Especialistas destacam importância de identificar e combater o trabalho escravo doméstico

Foto: Divulgação

Por Bianca Nascimento | Tribunal Regional do Trabalho da 10ª Região

O lançamento oficial da campanha de erradicação do trabalho escravo doméstico “O Basta Começa em Casa!” reuniu mulheres especialistas no tema de todo o Brasil para um seminário que evidenciou dados sobre o problema e ressaltou a urgência de se prevenir e identificar práticas abusivas e exploratórias na relação de trabalho doméstico. O evento online da Escola Judicial da Décima foi transmitido ao vivo, no final da tarde de quinta-feira (18), pelo YouTube.

A mesa de abertura contou com a participação da diretora da Ejud10, desembargadora Flávia Falcão, do presidente da Comissão de Responsabilidade Socioambiental do regional, desembargador Pedro Foltran, e da idealizadora da campanha e integrante da Comissão de Erradicação ao Trabalho Escravo do Tribunal, juíza Maria José Rigotti Borges. Os breves discursos de introdução do seminário enfatizaram a relevância de se oferecer condições dignas e seguras de trabalho decente às domésticas no Brasil, profissão alvo de muitas violências e invisibilizada ao longo de séculos.

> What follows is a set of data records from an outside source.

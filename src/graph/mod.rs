//! Tiled road-graph records and the paging reader abstraction.
//!
//! A graph is a set of [`GraphTile`]s, each owning its nodes, its directed
//! edges, the polyline shapes those edges share, and a raster of spatial bins
//! referencing every edge whose shape touches the bin. Tiles are paged in by
//! a [`GraphReader`], the seam behind which an embedder keeps its own tile
//! cache; the search treats reads as fast cache hits.

pub mod memory;

use std::sync::Arc;

use crate::error::GraphError;
use crate::model::{Coordinate, GraphId};
use crate::tiles::BIN_COUNT;

/// One direction of travel over a physical road segment. Each segment is
/// represented twice, once per direction; the twins share one [`EdgeInfo`].
#[derive(Debug, Clone, Copy, PartialEq)]
pub struct DirectedEdge {
    /// True when this edge travels in the direction its shape is stored in.
    pub forward: bool,
    /// Length of the edge in meters.
    pub length: f64,
    /// Node this edge ends at, possibly in another tile.
    pub end_node: GraphId,
    /// Index of the shared [`EdgeInfo`] record within the owning tile.
    pub edge_info_index: u32,
    /// Position of the opposing edge within the end node's edge range.
    pub opp_index: u32,
    /// True for edges that switch hierarchy levels instead of traversing a
    /// road.
    pub transition: bool,
}

/// A graph node: a point where edges meet. Its outgoing edges occupy a
/// contiguous range of the owning tile's directed edges.
#[derive(Debug, Clone, Copy, PartialEq)]
pub struct NodeInfo {
    pub point: Coordinate,
    pub edge_index: u32,
    pub edge_count: u32,
}

/// Shape record shared by the two directed twins of a road segment, stored in
/// the forward twin's direction.
#[derive(Debug, Clone, PartialEq)]
pub struct EdgeInfo {
    shape: Vec<Coordinate>,
}

impl EdgeInfo {
    pub fn new(shape: Vec<Coordinate>) -> Result<Self, GraphError> {
        if shape.len() < 2 {
            return Err(GraphError::DegenerateShape);
        }
        Ok(Self { shape })
    }

    pub fn shape(&self) -> &[Coordinate] {
        &self.shape
    }
}

/// One tile of the graph.
#[derive(Debug)]
pub struct GraphTile {
    id: GraphId,
    nodes: Vec<NodeInfo>,
    directed_edges: Vec<DirectedEdge>,
    edge_infos: Vec<EdgeInfo>,
    bins: Vec<Vec<GraphId>>,
}

impl GraphTile {
    /// Assembles a tile, validating the cross-references the search relies
    /// on. Bin entries are allowed to reference edges of other tiles and are
    /// therefore not validated here.
    pub fn new(
        id: GraphId,
        nodes: Vec<NodeInfo>,
        directed_edges: Vec<DirectedEdge>,
        edge_infos: Vec<EdgeInfo>,
        bins: Vec<Vec<GraphId>>,
    ) -> Result<Self, GraphError> {
        if id.index() != 0 {
            return Err(GraphError::InvalidTileId);
        }
        if bins.len() != BIN_COUNT {
            return Err(GraphError::InvalidBinCount(BIN_COUNT));
        }
        for node in &nodes {
            if node.edge_index as usize + node.edge_count as usize > directed_edges.len() {
                return Err(GraphError::EdgeRangeOutOfBounds);
            }
        }
        for edge in &directed_edges {
            if edge.edge_info_index as usize >= edge_infos.len() {
                return Err(GraphError::EdgeInfoOutOfBounds);
            }
        }
        Ok(Self {
            id,
            nodes,
            directed_edges,
            edge_infos,
            bins,
        })
    }

    pub fn id(&self) -> GraphId {
        self.id
    }

    pub fn node(&self, id: GraphId) -> Option<&NodeInfo> {
        if id.tile_base() != self.id {
            return None;
        }
        self.nodes.get(id.index() as usize)
    }

    pub fn directed_edge(&self, id: GraphId) -> Option<&DirectedEdge> {
        if id.tile_base() != self.id {
            return None;
        }
        self.directed_edges.get(id.index() as usize)
    }

    pub fn directed_edge_at(&self, index: u64) -> Option<&DirectedEdge> {
        self.directed_edges.get(index as usize)
    }

    pub fn edge_info(&self, edge: &DirectedEdge) -> &EdgeInfo {
        &self.edge_infos[edge.edge_info_index as usize]
    }

    /// Edge ids referenced by the given bin, empty for an out-of-range index.
    pub fn bin(&self, index: u8) -> &[GraphId] {
        self.bins.get(index as usize).map_or(&[], Vec::as_slice)
    }
}

/// Pages graph tiles by id. Implementations are expected to cache: the
/// search issues many reads for the same few tiles and treats each as a fast
/// cache hit. Concurrent readers must be safe; the search never writes.
pub trait GraphReader {
    /// Fetches a tile by its tile-base id. Returns None when the tile does
    /// not exist, which the search treats as "nothing there".
    fn tile(&self, id: GraphId) -> Option<Arc<GraphTile>>;

    /// Fetches the tile that owns the given id.
    fn tile_containing(&self, id: GraphId) -> Option<Arc<GraphTile>> {
        self.tile(id.tile_base())
    }

    /// Resolves the opposing twin of a directed edge: the edge leaving this
    /// edge's end node that travels the same segment the other way. Returns
    /// the twin's id together with the tile that owns it.
    fn opposing_edge_id(&self, id: GraphId) -> Option<(GraphId, Arc<GraphTile>)> {
        let tile = self.tile_containing(id)?;
        let edge = tile.directed_edge(id)?;
        let end_tile = if edge.end_node.tile_base() == tile.id() {
            tile.clone()
        } else {
            self.tile_containing(edge.end_node)?
        };
        let node = end_tile.node(edge.end_node)?;
        let opposing = end_tile
            .id()
            .with_index(node.edge_index as u64 + edge.opp_index as u64);
        Some((opposing, end_tile))
    }

    /// Looks up the end node of a directed edge together with its tile.
    fn end_node(&self, edge: &DirectedEdge) -> Option<(Arc<GraphTile>, NodeInfo)> {
        let tile = self.tile_containing(edge.end_node)?;
        let node = *tile.node(edge.end_node)?;
        Some((tile, node))
    }
}
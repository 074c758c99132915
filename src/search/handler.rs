use std::ops::Range;
use std::sync::Arc;

use rustc_hash::{FxHashMap, FxHashSet};
use tracing::trace;

use crate::graph::{DirectedEdge, GraphReader, GraphTile, NodeInfo};
use crate::model::{GraphId, Location};
use crate::search::SearchConfig;
use crate::search::projector::{BinCandidate, Candidate, Projector};

/// Drives the whole correlation: owns the projectors and handles one bin at
/// a time for every projector currently looking at it.
pub(crate) struct BinHandler<'a, R, EF, NF> {
    pub(super) config: SearchConfig,
    pub(super) reader: &'a R,
    pub(super) edge_filter: EF,
    pub(super) node_filter: NF,
    pub(super) interrupt: Option<&'a dyn Fn() -> bool>,
    pub(super) aborted: bool,
    pub(super) max_reach_limit: u32,
    pub(super) projectors: Vec<Projector>,
    /// Scratch: the best projection per projector for the edge in hand.
    bin_candidates: Vec<BinCandidate>,
    /// Island sizes, one slot per initiated reachability probe. Merged
    /// islands write through to the older slot so cached lookups stay valid.
    pub(super) reaches: Vec<u32>,
    /// End node to reach slot. Process-local to one search call.
    pub(super) reach_indices: FxHashMap<GraphId, usize>,
}

impl<'a, R, EF, NF> BinHandler<'a, R, EF, NF>
where
    R: GraphReader,
    EF: Fn(&DirectedEdge) -> f64,
    NF: Fn(&NodeInfo) -> bool,
{
    pub(crate) fn new(
        config: &SearchConfig,
        reader: &'a R,
        locations: &[Location],
        edge_filter: EF,
        node_filter: NF,
        interrupt: Option<&'a dyn Fn() -> bool>,
    ) -> Self {
        // search each unique input once, in first-seen order
        let mut seen = FxHashSet::default();
        let mut projectors = Vec::with_capacity(locations.len());
        let mut max_reach_limit = 0;
        for &location in locations {
            if seen.insert(location) {
                max_reach_limit = max_reach_limit.max(location.minimum_reachability);
                projectors.push(Projector::new(location, reader, config));
            }
        }

        let reach_reserve = max_reach_limit.max(1) as usize * 1024;
        Self {
            config: *config,
            reader,
            edge_filter,
            node_filter,
            interrupt,
            aborted: false,
            max_reach_limit,
            bin_candidates: vec![BinCandidate::default(); projectors.len()],
            projectors,
            reaches: Vec::with_capacity(reach_reserve),
            reach_indices: FxHashMap::with_capacity_and_hasher(reach_reserve, Default::default()),
        }
    }

    pub(super) fn interrupted(&self) -> bool {
        self.interrupt.is_some_and(|check| check())
    }

    /// Round loop: keep the projectors sorted so equal bins are adjacent,
    /// handle the longest run sharing a bin, re-sort, until every projector
    /// has finished.
    pub(crate) fn search(&mut self) {
        self.projectors.sort_unstable_by(|a, b| a.compare_bins(b));
        while self.projectors.first().is_some_and(Projector::has_bin) {
            if self.interrupted() {
                self.aborted = true;
                return;
            }
            let range = self.find_best_range();
            self.handle_bin(range);
            self.projectors.sort_unstable_by(|a, b| a.compare_bins(b));
        }
    }

    /// The longest run of consecutive projectors sharing the same bin.
    /// Assumes the projectors are sorted; finished runs never win.
    fn find_best_range(&self) -> Range<usize> {
        let mut best = 0..0;
        let mut start = 0;
        while start < self.projectors.len() {
            let run = self.projectors[start..]
                .iter()
                .take_while(|p| self.projectors[start].has_same_bin(p))
                .count();
            if self.projectors[start].has_bin() && run > best.len() {
                best = start..start + run;
            }
            start += run;
        }
        best
    }

    /// Resolves a bin entry to a usable directed edge. When the edge itself
    /// fails the filter its twin gets a chance and, if it passes, becomes
    /// the candidate in its place.
    fn usable_edge(&self, id: GraphId) -> Option<(GraphId, DirectedEdge, Arc<GraphTile>)> {
        let tile = self.reader.tile_containing(id)?;
        let edge = *tile.directed_edge(id)?;
        if (self.edge_filter)(&edge) != 0.0 {
            return Some((id, edge, tile));
        }

        let (opposing_id, opposing_tile) = self.reader.opposing_edge_id(id)?;
        let opposing = *opposing_tile.directed_edge(opposing_id)?;
        if (self.edge_filter)(&opposing) != 0.0 {
            Some((opposing_id, opposing, opposing_tile))
        } else {
            None
        }
    }

    /// Handles one bin for every projector in the run, then advances them
    /// all to their next bins.
    fn handle_bin(&mut self, range: Range<usize>) {
        let Some(bin_tile) = self.projectors[range.start].tile.clone() else {
            return;
        };
        let bin_index = self.projectors[range.start].bin_index;
        trace!(
            "handling bin {bin_index} of {:?} for {} projectors",
            bin_tile.id(),
            range.len()
        );

        for &bin_entry in bin_tile.bin(bin_index) {
            // bins may reference edges of neighbouring tiles
            let Some((edge_id, edge, tile)) = self.usable_edge(bin_entry) else {
                continue;
            };

            let reachability = self.check_reachability(&range, &edge);

            let info = tile.edge_info(&edge);
            let shape = info.shape();

            for candidate in &mut self.bin_candidates[..range.len()] {
                candidate.reset();
            }

            // walk the shape once, projecting every input onto each segment;
            // inputs are innermost so the segment endpoints stay in cache
            {
                let scratch = &mut self.bin_candidates;
                let projectors = &self.projectors;
                for i in 0..shape.len() - 1 {
                    let u = shape[i];
                    let v = shape[i + 1];
                    for (offset, candidate) in scratch[..range.len()].iter_mut().enumerate() {
                        let projector = &projectors[range.start + offset];
                        let point = projector.project(u, v);
                        let sq_distance = projector.approx.distance_squared(point);
                        if sq_distance < candidate.sq_distance {
                            candidate.sq_distance = sq_distance;
                            candidate.point = point;
                            candidate.index = i;
                        }
                    }
                }
            }

            // keep the best point along this edge where it makes sense
            for offset in 0..range.len() {
                let best = self.bin_candidates[offset];
                let projector = &mut self.projectors[range.start + offset];

                let batch = if reachability < projector.location.minimum_reachability {
                    &mut projector.unreachable
                } else {
                    &mut projector.reachable
                };

                let candidate = Candidate {
                    sq_distance: best.sq_distance,
                    point: best.point,
                    index: best.index,
                    edge_id,
                    edge,
                    tile: tile.clone(),
                };

                let last_sq_distance = match batch.last() {
                    Some(last) => last.sq_distance,
                    None => {
                        batch.push(candidate);
                        continue;
                    }
                };

                let in_radius = best.sq_distance < projector.sq_radius;
                let better = best.sq_distance < last_sq_distance;
                let last_in_radius = last_sq_distance < projector.sq_radius;

                // it has to be better or inside the radius to be kept at all
                if !in_radius && !better {
                    continue;
                }
                if !last_in_radius {
                    // the old best was outside the radius and worse, drop it
                    let last = batch.len() - 1;
                    batch[last] = candidate;
                } else if better {
                    // new best goes on the end
                    batch.push(candidate);
                } else {
                    // worse but in radius: keep it just before the best
                    batch.push(candidate);
                    let len = batch.len();
                    batch.swap(len - 1, len - 2);
                }
            }
        }

        // bin is done, everyone moves on
        let reader = self.reader;
        let config = self.config;
        for projector in &mut self.projectors[range] {
            projector.next_bin(reader, &config);
        }
    }

    /// Island size recorded for the edge's end node, None when no probe ever
    /// ran there.
    pub(super) fn get_reach(&self, edge: &DirectedEdge) -> Option<u32> {
        self.reach_indices
            .get(&edge.end_node)
            .map(|&slot| self.reaches[slot])
    }
}

#[cfg(test)]
mod tests {
    use test_log::test;

    use super::*;
    use crate::graph::memory::MemoryGraphBuilder;

    fn config() -> SearchConfig {
        SearchConfig::default()
    }

    #[test]
    fn duplicate_locations_share_a_projector_001() {
        let graph = MemoryGraphBuilder::new().build().unwrap();
        let location = Location::new(0.0005, 0.0001);

        let handler = BinHandler::new(
            &config(),
            &graph,
            &[location, location, location],
            |_| 1.0,
            |_| false,
            None,
        );
        assert_eq!(handler.projectors.len(), 1);
    }

    #[test]
    fn candidate_lists_keep_the_best_last_001() {
        // three parallel roads at increasing distance from the input
        let mut builder = MemoryGraphBuilder::new();
        builder
            .way(&[(0.0, 0.0), (0.001, 0.0)])
            .way(&[(0.0, 0.0002), (0.001, 0.0002)])
            .way(&[(0.0, 0.0004), (0.001, 0.0004)]);
        let graph = builder.build().unwrap();

        let mut location = Location::new(0.0005, 0.0);
        location.radius = 100.0;

        let mut handler =
            BinHandler::new(&config(), &graph, &[location], |_| 1.0, |_| false, None);
        handler.search();

        let reachable = &handler.projectors[0].reachable;
        assert!(reachable.len() > 1, "radius should admit several candidates");

        let best = reachable.last().unwrap();
        for candidate in &reachable[..reachable.len() - 1] {
            assert!(candidate.sq_distance >= best.sq_distance);
            assert!(candidate.sq_distance < location.radius * location.radius);
        }
        assert_eq!(best.edge_id, graph.way(0).0);
    }

    #[test]
    fn unusable_edges_fall_back_to_their_twin_001() {
        let mut builder = MemoryGraphBuilder::new();
        builder.way(&[(0.0, 0.0), (0.001, 0.0)]);
        let graph = builder.build().unwrap();
        let (forward_id, reverse_id) = graph.way(0);

        let mut handler = BinHandler::new(
            &config(),
            &graph,
            &[Location::new(0.0005, 0.0001)],
            move |edge| if edge.forward { 0.0 } else { 1.0 },
            |_| false,
            None,
        );
        handler.search();

        let reachable = &handler.projectors[0].reachable;
        assert_eq!(reachable.len(), 1);
        assert_eq!(reachable[0].edge_id, reverse_id);
        assert_ne!(reachable[0].edge_id, forward_id);
    }

    #[test]
    fn finished_projectors_sort_last_001() {
        let mut builder = MemoryGraphBuilder::new();
        builder.way(&[(0.0, 0.0), (0.001, 0.0)]);
        let graph = builder.build().unwrap();

        // one input near the road, one in the middle of nowhere
        let near = Location::new(0.0005, 0.0001);
        let nowhere = Location::new(10.0, 10.0);

        let mut handler =
            BinHandler::new(&config(), &graph, &[nowhere, near], |_| 1.0, |_| false, None);
        handler.search();

        assert!(handler.projectors.iter().all(|p| !p.has_bin()));
        assert!(handler.projectors[0].reachable.len() + handler.projectors[1].reachable.len() > 0);
    }
}
use serde::Deserialize;
use std::path::PathBuf;

fn default_openai_base_url() -> String {
    "https://api.openai.com".to_string()
}

fn default_model() -> String {
    "gpt-5".to_string()
}

fn default_request_timeout_secs() -> u64 {
    300
}

fn default_analysis_max_in_flight() -> usize {
    8
}

/// Generative-model provider settings
#[derive(Debug, Clone, Deserialize)]
pub struct OpenAIConfig {
    pub api_key: String,
    #[serde(default = "default_openai_base_url")]
    pub base_url: String,
    #[serde(default = "default_model")]
    pub model: String,
    #[serde(default = "default_request_timeout_secs")]
    pub request_timeout_secs: u64,
}

/// Document conversion/extraction service settings
#[derive(Debug, Clone, Deserialize)]
pub struct StirlingConfig {
    pub base_url: String,
    #[serde(default)]
    pub api_key: String,
    #[serde(default = "default_request_timeout_secs")]
    pub request_timeout_secs: u64,
}

/// Process-wide pipeline configuration, constructed once at startup and
/// passed by reference into each component. There is no ambient global
/// lookup anywhere else in the crate.
#[derive(Debug, Clone, Deserialize)]
pub struct PipelineConfig {
    pub openai: OpenAIConfig,
    pub stirling: StirlingConfig,
    /// Public base URL prepended to a media item's object key when the item
    /// carries no explicit URL.
    pub media_base_url: String,
    /// Cap on concurrent analysis requests. Media ingestion is sequential
    /// by construction and has no equivalent knob.
    #[serde(default = "default_analysis_max_in_flight")]
    pub analysis_max_in_flight: usize,
}

/// Load configuration from a TOML file.
pub fn load_config(path: &PathBuf) -> anyhow::Result<PipelineConfig> {
    let content = std::fs::read_to_string(path)?;
    let config: PipelineConfig = toml::from_str(&content)?;
    Ok(config)
}

impl PipelineConfig {
    /// Build a configuration from environment variables, for deployments
    /// that do not ship a config file.
    pub fn from_env() -> anyhow::Result<Self> {
        let api_key = std::env::var("OPENAI_API_KEY")
            .map_err(|_| anyhow::anyhow!("OPENAI_API_KEY is not set"))?;
        let stirling_base_url = std::env::var("STIRLING_URL")
            .unwrap_or_else(|_| "http://localhost:8080".to_string());

        Ok(Self {
            openai: OpenAIConfig {
                api_key,
                base_url: std::env::var("OPENAI_API_URL")
                    .unwrap_or_else(|_| default_openai_base_url()),
                model: std::env::var("OPENAI_MODEL").unwrap_or_else(|_| default_model()),
                request_timeout_secs: default_request_timeout_secs(),
            },
            stirling: StirlingConfig {
                base_url: stirling_base_url,
                api_key: std::env::var("STIRLING_API_KEY").unwrap_or_default(),
                request_timeout_secs: default_request_timeout_secs(),
            },
            media_base_url: std::env::var("MEDIA_BASE_URL")
                .unwrap_or_else(|_| "http://localhost:9000/media".to_string()),
            analysis_max_in_flight: default_analysis_max_in_flight(),
        })
    }
}

#[cfg(test)]
mod tests {
    use super::*;

    #[test]
    fn test_minimal_toml_applies_defaults() {
        let config: PipelineConfig = toml::from_str(
            r#"
            media_base_url = "https://media.example.com"

            [openai]
            api_key = "sk-test"

            [stirling]
            base_url = "http://stirling:8080"
            "#,
        )
        .unwrap();

        assert_eq!(config.openai.base_url, "https://api.openai.com");
        assert_eq!(config.openai.model, "gpt-5");
        assert_eq!(config.stirling.api_key, "");
        assert_eq!(config.analysis_max_in_flight, 8);
    }

    #[test]
    fn test_explicit_values_win() {
        let config: PipelineConfig = toml::from_str(
            r#"
            media_base_url = "https://media.example.com"
            analysis_max_in_flight = 2

            [openai]
            api_key = "sk-test"
            model = "gpt-5-mini"

            [stirling]
            base_url = "http://stirling:8080"
            api_key = "stirling-key"
            "#,
        )
        .unwrap();

        assert_eq!(config.openai.model, "gpt-5-mini");
        assert_eq!(config.stirling.api_key, "stirling-key");
        assert_eq!(config.analysis_max_in_flight, 2);
    }
}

“O evento traz uma temática muito inquietante e perturbadora, mas é uma temática necessária porque é complexa e traz várias camadas que requerem um olhar do Judiciário em várias perspectivas. (…) A campanha quer ajudar a visibilizar o trabalho doméstico como um trabalho digno, assim como expor as vulnerabilidades dessas trabalhadoras, trazendo à tona essa inaceitável realidade que ainda existe na sociedade brasileira em pleno século 21, que é o trabalho doméstico análogo à escravidão”, disse a juíza Maria José na abertura.

Patrícia Lima, advogada e diretora executiva do Instituto Trabalho Decente, abriu a série de palestras falando sobre trabalho infantil doméstico e suas consequências. Antes de avançar sobre o assunto, a especialista lembrou as desigualdades, as opressões e as violências históricas que vitimaram mulheres negras desde o Brasil colônia e que culminaram na legitimação da desumanização e da exploração das trabalhadoras domésticas.  

“Precisamos trazer vários elementos para esse diálogo. Não podemos esquecer o nosso passado. Na discussão da construção da sociedade brasileira temos mais de 300 anos de escravidão. Obviamente, numa sociedade onde o trabalho escravo esteve na base por tantos anos, muito mais do que temos de história de trabalho livre, isso deixa marcas. Os resquícios de uma sociedade racista permanecem. Então, nós temos uma questão racial que não podemos deixar de fazer quando falamos de trabalho doméstico”, observou a advogada.

O trabalho doméstico infantil tem como perfil majoritário meninas negras de famílias mais pobres, segundo a especialista. Há algumas condições em que a legislação permite o trabalho de menores de 18 anos no país e nenhuma delas é a de trabalho doméstico, que foi considerada uma das piores formas de exploração do labor de crianças, por suas inúmeras consequências para saúde e a qualidade de vida, que geralmente impactam na privação de uma vivência plena da infância, na dificuldade de construção de relações sociais, no déficit educacional, entre outros. “Nós, coletivamente, falhamos com essas meninas”, constatou.

Na sequência, a coordenadora da Clínica de Trabalho Escravo e Tráfico de Pessoas da UFMG, Lívia Miraglia, fez uma palestra sobre trabalho escravo doméstico e suas interssecionalidades. A especialista trouxe dados para contextualizar o tema. Por exemplo, o número de trabalhadores resgatados nessas condições, de 2003 a junho de 2022, que é de mais de 58 mil. Relatórios sobre o tema mostram que há pontos em comum observados indicando a existência de um “tripé de degradância” na maioria dos casos: ausência de fornecimento de água potável, falta de instalações sanitárias e alojamentos inadequados.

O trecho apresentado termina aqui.